● **WHAT YOU SHOULD DO**: For each line below, check whether "Option" is present. Report how many lines have it, nothing else.

Saved data entries
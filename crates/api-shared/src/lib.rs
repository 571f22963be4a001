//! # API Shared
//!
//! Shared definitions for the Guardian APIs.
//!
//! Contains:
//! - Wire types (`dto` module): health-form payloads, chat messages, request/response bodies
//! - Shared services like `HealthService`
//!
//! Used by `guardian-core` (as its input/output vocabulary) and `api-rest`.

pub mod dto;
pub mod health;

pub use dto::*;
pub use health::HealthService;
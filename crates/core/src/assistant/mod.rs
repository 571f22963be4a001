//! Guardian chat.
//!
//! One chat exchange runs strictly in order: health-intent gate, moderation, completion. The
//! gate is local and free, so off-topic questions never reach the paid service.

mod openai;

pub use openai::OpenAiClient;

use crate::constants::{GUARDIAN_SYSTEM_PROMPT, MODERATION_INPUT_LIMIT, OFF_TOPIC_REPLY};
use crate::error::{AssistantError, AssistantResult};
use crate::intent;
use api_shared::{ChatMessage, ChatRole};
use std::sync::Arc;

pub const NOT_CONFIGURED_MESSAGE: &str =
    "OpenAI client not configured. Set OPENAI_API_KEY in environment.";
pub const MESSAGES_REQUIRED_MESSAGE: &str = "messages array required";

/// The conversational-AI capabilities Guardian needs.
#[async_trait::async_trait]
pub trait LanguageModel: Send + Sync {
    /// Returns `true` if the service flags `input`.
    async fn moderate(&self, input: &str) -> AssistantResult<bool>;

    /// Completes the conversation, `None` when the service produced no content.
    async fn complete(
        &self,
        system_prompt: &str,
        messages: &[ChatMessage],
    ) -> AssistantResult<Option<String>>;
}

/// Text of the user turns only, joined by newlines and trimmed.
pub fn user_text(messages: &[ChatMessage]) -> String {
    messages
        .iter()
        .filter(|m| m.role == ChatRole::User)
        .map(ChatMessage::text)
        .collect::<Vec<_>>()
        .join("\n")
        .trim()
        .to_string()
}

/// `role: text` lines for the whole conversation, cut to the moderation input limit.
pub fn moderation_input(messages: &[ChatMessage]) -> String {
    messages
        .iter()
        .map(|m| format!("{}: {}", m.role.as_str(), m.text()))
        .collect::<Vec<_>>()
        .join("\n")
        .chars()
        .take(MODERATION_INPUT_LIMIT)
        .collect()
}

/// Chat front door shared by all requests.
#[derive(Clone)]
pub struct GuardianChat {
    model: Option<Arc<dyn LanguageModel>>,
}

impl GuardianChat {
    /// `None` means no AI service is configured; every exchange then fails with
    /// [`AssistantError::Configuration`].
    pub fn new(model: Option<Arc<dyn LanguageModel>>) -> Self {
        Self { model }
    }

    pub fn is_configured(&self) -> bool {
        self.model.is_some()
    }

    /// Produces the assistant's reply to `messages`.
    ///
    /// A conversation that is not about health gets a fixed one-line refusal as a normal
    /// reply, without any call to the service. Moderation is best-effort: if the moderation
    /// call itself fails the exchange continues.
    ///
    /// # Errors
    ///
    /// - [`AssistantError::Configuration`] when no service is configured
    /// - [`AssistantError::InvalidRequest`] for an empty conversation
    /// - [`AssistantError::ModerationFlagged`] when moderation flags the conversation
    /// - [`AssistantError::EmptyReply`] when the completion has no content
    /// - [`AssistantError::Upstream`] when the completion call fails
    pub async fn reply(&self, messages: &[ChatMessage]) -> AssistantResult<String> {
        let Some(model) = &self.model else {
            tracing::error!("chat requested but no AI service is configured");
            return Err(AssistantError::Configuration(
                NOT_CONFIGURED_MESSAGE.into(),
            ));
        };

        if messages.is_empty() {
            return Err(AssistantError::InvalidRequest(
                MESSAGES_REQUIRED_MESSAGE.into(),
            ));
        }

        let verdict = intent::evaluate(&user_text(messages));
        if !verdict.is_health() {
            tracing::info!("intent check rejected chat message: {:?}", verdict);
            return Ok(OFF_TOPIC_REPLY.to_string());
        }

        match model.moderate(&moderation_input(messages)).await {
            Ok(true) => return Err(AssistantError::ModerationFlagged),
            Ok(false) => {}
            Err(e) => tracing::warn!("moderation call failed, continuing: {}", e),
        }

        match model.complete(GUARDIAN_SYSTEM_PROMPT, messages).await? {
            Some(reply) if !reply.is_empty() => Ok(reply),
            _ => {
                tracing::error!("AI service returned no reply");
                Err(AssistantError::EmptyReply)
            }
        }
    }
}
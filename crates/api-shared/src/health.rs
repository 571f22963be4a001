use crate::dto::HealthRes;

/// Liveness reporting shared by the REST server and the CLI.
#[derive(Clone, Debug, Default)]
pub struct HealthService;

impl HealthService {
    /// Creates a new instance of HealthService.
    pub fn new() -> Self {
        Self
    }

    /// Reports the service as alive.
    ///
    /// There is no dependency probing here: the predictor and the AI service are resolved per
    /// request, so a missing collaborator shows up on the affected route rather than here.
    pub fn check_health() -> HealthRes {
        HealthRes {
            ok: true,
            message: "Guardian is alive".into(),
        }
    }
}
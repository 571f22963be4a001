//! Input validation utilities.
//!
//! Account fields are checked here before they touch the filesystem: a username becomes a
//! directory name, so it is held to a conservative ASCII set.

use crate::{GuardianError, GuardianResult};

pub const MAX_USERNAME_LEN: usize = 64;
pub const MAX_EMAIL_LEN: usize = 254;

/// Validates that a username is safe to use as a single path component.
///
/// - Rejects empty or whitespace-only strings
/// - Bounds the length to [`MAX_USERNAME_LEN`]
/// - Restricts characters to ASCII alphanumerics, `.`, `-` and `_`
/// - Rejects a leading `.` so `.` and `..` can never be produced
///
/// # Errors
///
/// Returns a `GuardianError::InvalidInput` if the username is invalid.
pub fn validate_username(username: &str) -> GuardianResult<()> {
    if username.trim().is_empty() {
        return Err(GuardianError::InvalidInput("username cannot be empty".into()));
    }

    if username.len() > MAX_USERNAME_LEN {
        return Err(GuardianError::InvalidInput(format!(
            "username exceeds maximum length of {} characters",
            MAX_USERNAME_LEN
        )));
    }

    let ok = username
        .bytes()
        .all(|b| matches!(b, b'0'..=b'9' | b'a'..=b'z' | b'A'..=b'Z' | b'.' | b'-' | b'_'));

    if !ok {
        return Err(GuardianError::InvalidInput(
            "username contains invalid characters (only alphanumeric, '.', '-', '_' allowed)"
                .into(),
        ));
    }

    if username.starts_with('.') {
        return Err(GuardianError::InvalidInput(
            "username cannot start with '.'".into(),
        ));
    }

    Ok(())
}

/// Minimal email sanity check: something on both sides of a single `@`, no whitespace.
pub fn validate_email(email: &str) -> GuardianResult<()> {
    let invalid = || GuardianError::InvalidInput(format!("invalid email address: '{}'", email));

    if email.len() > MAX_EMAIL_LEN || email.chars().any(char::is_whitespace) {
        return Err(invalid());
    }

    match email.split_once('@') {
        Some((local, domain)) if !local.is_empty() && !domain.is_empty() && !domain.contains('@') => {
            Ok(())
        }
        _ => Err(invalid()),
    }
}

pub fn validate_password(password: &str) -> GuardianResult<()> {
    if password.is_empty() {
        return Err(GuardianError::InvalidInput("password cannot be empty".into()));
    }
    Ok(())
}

● **RESULT FOR THIS TASK**: 3